• [WHAT IS EXPECTED] In the records below, find the line with "repository 040e66e4fd27242f" and the line with "use chrono::NaiveDate;". Print both exactly, along with every line between them, and no other line.

Saved entries:
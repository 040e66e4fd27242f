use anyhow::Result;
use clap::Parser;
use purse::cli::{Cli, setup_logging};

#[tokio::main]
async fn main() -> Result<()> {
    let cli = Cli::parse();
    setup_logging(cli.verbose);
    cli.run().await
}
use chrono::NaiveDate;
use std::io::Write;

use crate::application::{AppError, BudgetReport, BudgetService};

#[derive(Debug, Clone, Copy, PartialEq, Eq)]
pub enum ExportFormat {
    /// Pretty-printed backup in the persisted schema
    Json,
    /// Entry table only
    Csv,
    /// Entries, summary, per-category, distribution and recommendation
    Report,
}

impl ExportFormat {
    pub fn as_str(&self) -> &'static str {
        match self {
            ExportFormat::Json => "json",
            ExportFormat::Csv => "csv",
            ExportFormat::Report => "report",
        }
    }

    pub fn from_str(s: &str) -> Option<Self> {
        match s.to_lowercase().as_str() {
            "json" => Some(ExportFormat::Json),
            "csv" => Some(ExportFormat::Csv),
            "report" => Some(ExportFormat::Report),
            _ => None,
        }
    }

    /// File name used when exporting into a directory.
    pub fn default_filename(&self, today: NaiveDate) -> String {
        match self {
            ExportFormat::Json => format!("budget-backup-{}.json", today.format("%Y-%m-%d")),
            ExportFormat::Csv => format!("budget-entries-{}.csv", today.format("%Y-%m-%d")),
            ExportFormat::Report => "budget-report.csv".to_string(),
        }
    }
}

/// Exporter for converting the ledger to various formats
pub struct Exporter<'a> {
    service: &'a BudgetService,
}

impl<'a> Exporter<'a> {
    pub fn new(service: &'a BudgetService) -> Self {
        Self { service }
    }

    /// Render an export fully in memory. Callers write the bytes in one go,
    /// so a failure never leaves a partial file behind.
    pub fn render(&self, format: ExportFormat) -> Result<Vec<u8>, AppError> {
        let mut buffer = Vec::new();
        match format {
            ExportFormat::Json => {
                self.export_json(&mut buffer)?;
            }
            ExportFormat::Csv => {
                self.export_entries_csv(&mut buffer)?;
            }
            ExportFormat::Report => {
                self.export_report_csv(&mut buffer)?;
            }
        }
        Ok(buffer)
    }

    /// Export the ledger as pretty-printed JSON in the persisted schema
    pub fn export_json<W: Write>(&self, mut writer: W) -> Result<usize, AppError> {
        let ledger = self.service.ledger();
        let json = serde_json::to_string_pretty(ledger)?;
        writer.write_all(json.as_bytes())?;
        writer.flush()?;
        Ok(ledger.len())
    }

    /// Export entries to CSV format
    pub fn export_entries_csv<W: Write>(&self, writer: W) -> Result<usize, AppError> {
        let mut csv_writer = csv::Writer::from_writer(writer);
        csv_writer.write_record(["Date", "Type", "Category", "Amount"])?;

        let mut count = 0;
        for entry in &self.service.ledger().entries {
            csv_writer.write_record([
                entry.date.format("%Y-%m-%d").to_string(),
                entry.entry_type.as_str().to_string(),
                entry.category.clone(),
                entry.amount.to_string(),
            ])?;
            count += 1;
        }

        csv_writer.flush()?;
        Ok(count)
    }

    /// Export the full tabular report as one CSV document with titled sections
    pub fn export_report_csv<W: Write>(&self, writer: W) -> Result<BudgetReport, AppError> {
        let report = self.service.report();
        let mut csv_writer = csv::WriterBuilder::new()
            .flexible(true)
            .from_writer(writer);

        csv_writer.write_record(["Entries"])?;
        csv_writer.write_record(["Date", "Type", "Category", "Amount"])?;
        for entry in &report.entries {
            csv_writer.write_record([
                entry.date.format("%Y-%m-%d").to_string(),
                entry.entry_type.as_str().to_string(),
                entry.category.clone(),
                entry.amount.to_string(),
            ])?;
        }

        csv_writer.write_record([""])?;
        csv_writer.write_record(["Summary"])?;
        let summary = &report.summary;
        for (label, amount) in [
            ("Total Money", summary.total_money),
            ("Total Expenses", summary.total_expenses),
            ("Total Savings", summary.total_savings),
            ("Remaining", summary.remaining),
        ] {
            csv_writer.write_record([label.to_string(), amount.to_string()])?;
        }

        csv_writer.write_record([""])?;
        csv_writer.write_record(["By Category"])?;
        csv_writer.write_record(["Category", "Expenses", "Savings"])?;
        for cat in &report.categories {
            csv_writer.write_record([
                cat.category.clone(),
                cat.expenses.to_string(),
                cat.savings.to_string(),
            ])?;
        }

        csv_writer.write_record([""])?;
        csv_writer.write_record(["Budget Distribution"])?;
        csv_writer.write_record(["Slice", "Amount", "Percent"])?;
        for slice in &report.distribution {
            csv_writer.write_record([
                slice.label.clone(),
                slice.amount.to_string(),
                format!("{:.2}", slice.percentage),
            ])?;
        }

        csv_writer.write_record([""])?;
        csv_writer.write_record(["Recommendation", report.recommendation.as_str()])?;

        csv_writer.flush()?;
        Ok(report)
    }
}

--

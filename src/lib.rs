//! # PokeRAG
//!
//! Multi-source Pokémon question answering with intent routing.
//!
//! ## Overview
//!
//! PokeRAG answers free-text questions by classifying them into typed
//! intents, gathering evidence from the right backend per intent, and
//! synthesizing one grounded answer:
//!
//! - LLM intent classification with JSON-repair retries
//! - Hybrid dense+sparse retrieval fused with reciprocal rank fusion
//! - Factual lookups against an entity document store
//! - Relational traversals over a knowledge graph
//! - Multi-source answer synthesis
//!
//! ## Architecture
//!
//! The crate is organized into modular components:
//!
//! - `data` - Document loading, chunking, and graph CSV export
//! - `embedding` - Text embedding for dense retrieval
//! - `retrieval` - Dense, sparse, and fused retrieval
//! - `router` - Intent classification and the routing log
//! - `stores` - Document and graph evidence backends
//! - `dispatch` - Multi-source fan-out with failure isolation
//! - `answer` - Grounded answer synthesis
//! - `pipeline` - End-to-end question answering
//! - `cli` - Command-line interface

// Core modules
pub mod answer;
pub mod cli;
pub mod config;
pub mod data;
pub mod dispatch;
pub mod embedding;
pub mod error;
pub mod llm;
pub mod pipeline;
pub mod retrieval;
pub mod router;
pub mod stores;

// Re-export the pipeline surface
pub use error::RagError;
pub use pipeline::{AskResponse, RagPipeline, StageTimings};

• [WRITTEN RESPONSE]
repository 040e66e4fd27242f
use anyhow::Result;
use clap::Parser;
use purse::cli::{Cli, setup_logging};

#[tokio::main]
async fn main() -> Result<()> {
    let cli = Cli::parse();
    setup_logging(cli.verbose);
    cli.run().await
}
use chrono::NaiveDate;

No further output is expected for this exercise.